Bu tip yayınların düşünce özgürlüğü, açıklama hürriyeti kapsamında sayılamayacağını vurgulayan Prof. Dr. Şen, şunları söyledi:

“Yani bir sorunu ortaya koyabilirsiniz, devletin belki hatalarını ortaya koyarsınız, ama bu asla bir terör örgütünün ki orada terör örgütünün olduğu, devletin kuvvetlerine silah çektiği, ateş ettiği, orada çözüm süreci adı altında yapılandığı, orayı terörize ettiği noktasında onların o hareketlerini, suç teşkil eden eylemlerini övecek, meşru kılacak açıklamaları basın hürriyeti adı altında hukuka uygun olduğunu savunamazsınız.”

“Ölen gençleri hendeklere mahkum edenlere bakmak lazım.” gibi ifadelerle, orada yapılan eylemleri, silah kullanmayı, kalkışmayı meşru gösteren, öven değerlendirmelerin, terör örgütü propagandası olduğunu vurgu yapan Prof. Dr. Şen, suçluyu da suçu da övmenin ayrı birer suç olduğunu kaydetti.

- “Yazı, çiziyle insanları sokağa indirebilirsiniz”
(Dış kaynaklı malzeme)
/// Compiles the pattern once per call site.
#[macro_export]
macro_rules! regex {
    ($e: expr) => {{
        use ::once_cell::sync::Lazy;
        use ::regex::Regex;
        static PATTERN: Lazy<Regex> = Lazy::new(|| Regex::new($e).unwrap());
        &*PATTERN
    }};
}
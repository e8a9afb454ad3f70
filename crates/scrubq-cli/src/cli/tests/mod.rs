//! CLI parse tests.

use super::{Cli, CliCommand};
use clap::Parser;

pub(super) fn parse(args: &[&str]) -> CliCommand {
    let cli = Cli::try_parse_from(args).unwrap();
    cli.command
}

mod rest;
mod run;
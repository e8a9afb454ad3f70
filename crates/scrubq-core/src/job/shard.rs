use std::fmt;
use std::str::FromStr;

use serde::{Serialize, Serializer};

/// Identifier of a data shard (placement group): pool id plus hash seed.
///
/// Printed and parsed as `pool.seedhex`, e.g. `3.1f`.
#[derive(Debug, Clone, Copy, PartialEq, Eq, Hash, PartialOrd, Ord)]
pub struct ShardId {
    pub pool: u64,
    pub seed: u32,
}

impl ShardId {
    pub const fn new(pool: u64, seed: u32) -> Self {
        Self { pool, seed }
    }
}

impl fmt::Display for ShardId {
    fn fmt(&self, f: &mut fmt::Formatter<'_>) -> fmt::Result {
        write!(f, "{}.{:x}", self.pool, self.seed)
    }
}

#[derive(Debug, Clone, PartialEq, Eq, thiserror::Error)]
#[error("invalid shard id {0:?} (expected pool.seedhex)")]
pub struct ParseShardIdError(String);

impl FromStr for ShardId {
    type Err = ParseShardIdError;

    fn from_str(s: &str) -> Result<Self, Self::Err> {
        let err = || ParseShardIdError(s.to_string());
        let (pool, seed) = s.split_once('.').ok_or_else(err)?;
        let pool = pool.parse().map_err(|_| err())?;
        let seed = u32::from_str_radix(seed, 16).map_err(|_| err())?;
        Ok(Self { pool, seed })
    }
}

impl Serialize for ShardId {
    fn serialize<S: Serializer>(&self, serializer: S) -> Result<S::Ok, S::Error> {
        serializer.collect_str(self)
    }
}
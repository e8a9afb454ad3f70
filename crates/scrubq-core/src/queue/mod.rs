//! The node's scrub queue.
//!
//! Holds the registered scrub jobs in two collections: `active`, the jobs
//! considered for scheduling, and `penalized`, jobs whose last scrub could not
//! reserve replica resources. Penalized jobs return to `active` when their
//! penalty times out, when their schedule is updated, or when a selection pass
//! ran out of `active` candidates and had to fall back to them.
//!
//! Locking:
//! - the jobs lock guards collection membership only and is acquired with a
//!   bounded wait; a timeout means a stuck holder and is fatal;
//! - per-job schedule fields and the registration state are changed without
//!   it (atomics and compare-and-swap on the job);
//! - the scrub initiator is never called with the jobs lock held;
//! - slot counters ([`ResourceGate`]) have their own lock.

mod penalty;
mod select;

use std::sync::atomic::{AtomicBool, Ordering};
use std::sync::Arc;
use std::time::Duration;

use parking_lot::{Mutex, MutexGuard};
use serde::Serialize;

use crate::config::ScrubConfig;
use crate::env::NodeEnv;
use crate::gate::ClockLoadGate;
use crate::job::{
    IntervalPolicy, JobSnapshot, RegistrationState, SchedParams, ScrubJob, ScrubJobRef,
};
use crate::resources::{ReservationSnapshot, ResourceGate};

/// Longest wait for the jobs lock before declaring it stuck.
pub const JOBS_LOCK_TIMEOUT: Duration = Duration::from_millis(100);

#[derive(Debug, Default)]
struct Jobs {
    active: Vec<ScrubJobRef>,
    penalized: Vec<ScrubJobRef>,
    /// The last pass fell through to the penalized jobs: pardon them all on the next one.
    restore_penalized: bool,
}

/// Structured dump of the queue: every queued job, penalized ones last.
#[derive(Debug, Clone, Serialize)]
pub struct QueueDump {
    pub scrubs: Vec<JobSnapshot>,
}

#[derive(Debug)]
pub struct ScrubQueue {
    node_id: i32,
    intervals: IntervalPolicy,
    penalty_period: Duration,
    gate: ClockLoadGate,
    resources: ResourceGate,
    jobs: Mutex<Jobs>,
    reserving_now: AtomicBool,
}

impl ScrubQueue {
    pub fn new(node_id: i32, cfg: &ScrubConfig, env: Arc<dyn NodeEnv>) -> Self {
        Self {
            node_id,
            intervals: IntervalPolicy::from_config(cfg),
            penalty_period: cfg.penalty_period(),
            gate: ClockLoadGate::new(cfg, env),
            resources: ResourceGate::new(cfg.max_scrubs),
            jobs: Mutex::new(Jobs::default()),
            reserving_now: AtomicBool::new(false),
        }
    }

    pub fn node_id(&self) -> i32 {
        self.node_id
    }

    pub fn gate(&self) -> &ClockLoadGate {
        &self.gate
    }

    /// Slot counters, for the scrub initiator and for replicas granting reservations.
    pub fn resources(&self) -> &ResourceGate {
        &self.resources
    }

    fn lock_jobs(&self) -> MutexGuard<'_, Jobs> {
        match self.jobs.try_lock_for(JOBS_LOCK_TIMEOUT) {
            Some(guard) => guard,
            None => panic!(
                "node {}: scrub queue lock not acquired within {:?}",
                self.node_id, JOBS_LOCK_TIMEOUT
            ),
        }
    }

    /// Add the job to the queue, or update its schedule if already queued.
    ///
    /// Only a job that is not registered at all takes the jobs lock; the
    /// frequent update path (shard stats changed) only touches the job.
    pub fn register(&self, job: &ScrubJobRef, params: &SchedParams) {
        if job.is_pending_removal() {
            tracing::debug!(shard = %job.shard(), "not registering: shard being removed");
            return;
        }

        self.update(job, params);

        loop {
            match job.state() {
                RegistrationState::Registered => {
                    tracing::trace!(shard = %job.shard(), "already registered");
                    return;
                }
                RegistrationState::Unregistering => {
                    if job
                        .transition(RegistrationState::Unregistering, RegistrationState::Registered)
                        .is_ok()
                    {
                        tracing::debug!(shard = %job.shard(), "registration restored before purge");
                        return;
                    }
                }
                RegistrationState::NotRegistered => {
                    let mut jobs = self.lock_jobs();
                    // Re-check under the lock: only lock holders leave NotRegistered.
                    if job.state() == RegistrationState::NotRegistered {
                        job.set_in_queues(true);
                        jobs.active.push(Arc::clone(job));
                        let swapped = job
                            .transition(
                                RegistrationState::NotRegistered,
                                RegistrationState::Registered,
                            )
                            .is_ok();
                        assert!(swapped, "shard {} left NotRegistered without the queue lock", job.shard());
                        drop(jobs);
                        tracing::debug!(
                            shard = %job.shard(),
                            scheduled_at = ?job.scheduled_at(),
                            "inserted into scrub queue"
                        );
                        return;
                    }
                }
            }
        }
    }

    /// Recompute the job's target times from `params` without touching
    /// queue membership.
    pub fn update(&self, job: &ScrubJob, params: &SchedParams) {
        let times = self.intervals.target_times(params);
        job.set_target_times(times);
        tracing::debug!(
            shard = %job.shard(),
            scheduled_at = ?times.scheduled_at,
            deadline = ?times.deadline,
            mandatory = params.is_mandatory(),
            state = ?job.state(),
            "scrub schedule adjusted"
        );
    }

    /// Take the job out of scheduling. It is physically dropped from the
    /// collections on the next selection pass, unless re-registered first.
    ///
    /// Lock-free: a concurrent pass may purge the job right after the swap,
    /// so membership is only checked under the jobs lock (see `purge_dead`).
    pub fn remove(&self, job: &ScrubJob) {
        match job.transition(RegistrationState::Registered, RegistrationState::Unregistering) {
            Ok(()) => {
                tracing::debug!(shard = %job.shard(), "unregistering from scrub queue");
            }
            Err(state) => {
                tracing::debug!(shard = %job.shard(), ?state, "remove: job not registered");
            }
        }
    }

    /// Snapshots of all registered jobs, excluding ones being removed.
    pub fn list_all_registered(&self) -> Vec<JobSnapshot> {
        let jobs = self.lock_jobs();
        let valid = |j: &&ScrubJobRef| j.is_registered() && !j.is_pending_removal();
        jobs.active
            .iter()
            .filter(valid)
            .map(|j| j.snapshot(false))
            .chain(jobs.penalized.iter().filter(valid).map(|j| j.snapshot(true)))
            .collect()
    }

    pub fn dump_state(&self) -> QueueDump {
        let jobs = self.lock_jobs();
        let scrubs = jobs
            .active
            .iter()
            .map(|j| j.snapshot(false))
            .chain(jobs.penalized.iter().map(|j| j.snapshot(true)))
            .collect();
        QueueDump { scrubs }
    }

    pub fn reservations(&self) -> ReservationSnapshot {
        self.resources.snapshot()
    }

    /// Collection sizes `(active, penalized)`.
    pub fn sizes(&self) -> (usize, usize) {
        let jobs = self.lock_jobs();
        (jobs.active.len(), jobs.penalized.len())
    }

    /// A shard is negotiating replica reservations; no new session may start meanwhile.
    pub fn set_reserving_now(&self) {
        self.reserving_now.store(true, Ordering::Release);
    }

    pub fn clear_reserving_now(&self) {
        self.reserving_now.store(false, Ordering::Release);
    }

    pub fn is_reserving_now(&self) -> bool {
        self.reserving_now.load(Ordering::Acquire)
    }

    /// Heartbeat hook; see [`ClockLoadGate::update_daily_average`].
    pub fn update_daily_average(&self) -> Option<f64> {
        self.gate.update_daily_average()
    }

    pub fn sleep_interval(&self, is_mandatory: bool) -> Duration {
        self.gate.sleep_interval(is_mandatory)
    }
}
Bir makalede, yazıda veya kitapta göstere göstere terör örgütü propagandası yapılmasının basın hürriyeti adı altında kılıflandırılamayacağının altını çizen Şen, “Yazıyla, çiziyle birçok suçu işletebilirsiniz. İnsanları sokağa indirebilirsiniz, insanlara silah kullandırabilirsiniz, terör örgütünü meşrulaştırmaya çalışabilirsiniz. Burada önemli olan hangi kastla yazdığınız. Yani suç işleme kastınız var mı yok mu? Onu nereden anlayacaksın, şahsın konuşmalarından, yazısından. Yani çıkıp 'PKK şöyle doğru yapmıştır, memleketini savunmuştur, Kürtleri savunmuştur, az bile yapmıştır' dersen bu suç olmayacak mı?" dedi.

Prof. Dr. Şen, "Suç ve suçlu tespit edilmiş olacak. PKK böyle bir yer. Abdullah Öcalan’ı övemezsin, suçlu o çünkü. Onun dışında terör örgütü olduğu tespit edilmiş bir yapılanmanın hareketlerini, yöntemlerini meşru göstermeye çalışamazsın, övemezsin, halk nazarında onları iyi gösteren açıklamalar yazılar yazamazsın.“ değerlendirmesini yaptı.